For each line in the data below that holds "args", return a copy.

(Collected data):
____
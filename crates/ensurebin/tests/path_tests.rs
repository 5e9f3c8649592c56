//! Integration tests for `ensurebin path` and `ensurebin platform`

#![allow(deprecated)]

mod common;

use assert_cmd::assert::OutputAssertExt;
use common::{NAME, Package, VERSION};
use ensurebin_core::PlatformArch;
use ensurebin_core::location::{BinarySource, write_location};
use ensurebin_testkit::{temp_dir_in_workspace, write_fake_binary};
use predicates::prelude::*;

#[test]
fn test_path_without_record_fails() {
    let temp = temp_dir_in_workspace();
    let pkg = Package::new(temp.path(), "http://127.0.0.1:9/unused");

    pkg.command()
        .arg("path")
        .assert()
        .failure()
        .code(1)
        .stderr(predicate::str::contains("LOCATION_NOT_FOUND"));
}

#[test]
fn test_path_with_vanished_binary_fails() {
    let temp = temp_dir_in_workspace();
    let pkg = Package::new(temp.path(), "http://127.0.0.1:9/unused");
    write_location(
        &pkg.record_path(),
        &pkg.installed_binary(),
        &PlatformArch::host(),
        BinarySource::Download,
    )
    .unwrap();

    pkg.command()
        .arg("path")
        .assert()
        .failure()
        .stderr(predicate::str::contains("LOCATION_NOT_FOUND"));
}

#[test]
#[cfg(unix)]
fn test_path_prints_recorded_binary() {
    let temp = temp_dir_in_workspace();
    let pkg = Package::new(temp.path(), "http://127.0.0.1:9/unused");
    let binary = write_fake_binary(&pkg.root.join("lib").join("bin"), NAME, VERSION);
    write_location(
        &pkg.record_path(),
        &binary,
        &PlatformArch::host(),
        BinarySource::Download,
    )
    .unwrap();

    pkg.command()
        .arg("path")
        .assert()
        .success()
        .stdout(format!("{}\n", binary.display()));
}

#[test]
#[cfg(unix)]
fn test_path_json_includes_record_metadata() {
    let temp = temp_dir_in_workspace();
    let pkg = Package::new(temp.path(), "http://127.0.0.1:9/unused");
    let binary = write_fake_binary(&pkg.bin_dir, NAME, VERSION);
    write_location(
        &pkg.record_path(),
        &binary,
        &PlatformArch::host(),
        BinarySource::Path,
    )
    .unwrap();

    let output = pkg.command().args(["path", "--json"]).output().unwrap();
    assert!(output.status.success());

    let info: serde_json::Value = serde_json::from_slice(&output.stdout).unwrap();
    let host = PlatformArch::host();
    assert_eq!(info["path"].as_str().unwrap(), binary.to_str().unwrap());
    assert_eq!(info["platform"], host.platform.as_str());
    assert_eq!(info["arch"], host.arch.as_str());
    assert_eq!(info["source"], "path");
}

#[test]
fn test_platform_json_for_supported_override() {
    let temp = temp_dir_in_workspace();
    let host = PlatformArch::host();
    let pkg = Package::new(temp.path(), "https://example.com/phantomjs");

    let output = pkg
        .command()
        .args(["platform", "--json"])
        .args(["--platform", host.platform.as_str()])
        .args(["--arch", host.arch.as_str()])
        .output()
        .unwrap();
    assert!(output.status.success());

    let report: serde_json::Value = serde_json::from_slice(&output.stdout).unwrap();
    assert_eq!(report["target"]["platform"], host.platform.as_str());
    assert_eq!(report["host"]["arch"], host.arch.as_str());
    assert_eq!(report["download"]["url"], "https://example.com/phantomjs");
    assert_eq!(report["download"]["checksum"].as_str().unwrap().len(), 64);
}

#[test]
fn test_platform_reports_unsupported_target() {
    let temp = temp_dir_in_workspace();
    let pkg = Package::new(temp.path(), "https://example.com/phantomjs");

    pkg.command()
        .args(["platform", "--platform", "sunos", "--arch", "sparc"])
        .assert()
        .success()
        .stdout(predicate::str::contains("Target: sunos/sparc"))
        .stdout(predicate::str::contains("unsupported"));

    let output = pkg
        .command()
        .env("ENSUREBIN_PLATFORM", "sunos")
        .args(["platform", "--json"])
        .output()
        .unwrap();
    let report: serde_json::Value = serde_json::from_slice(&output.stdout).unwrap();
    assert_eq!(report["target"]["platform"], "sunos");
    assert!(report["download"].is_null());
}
____
(Answer space):
    let output = pkg.command().args(["path", "--json"]).output().unwrap();
        .args(["platform", "--json"])
        .args(["--platform", host.platform.as_str()])
        .args(["--arch", host.arch.as_str()])
        .args(["platform", "--platform", "sunos", "--arch", "sparc"])
        .args(["platform", "--json"])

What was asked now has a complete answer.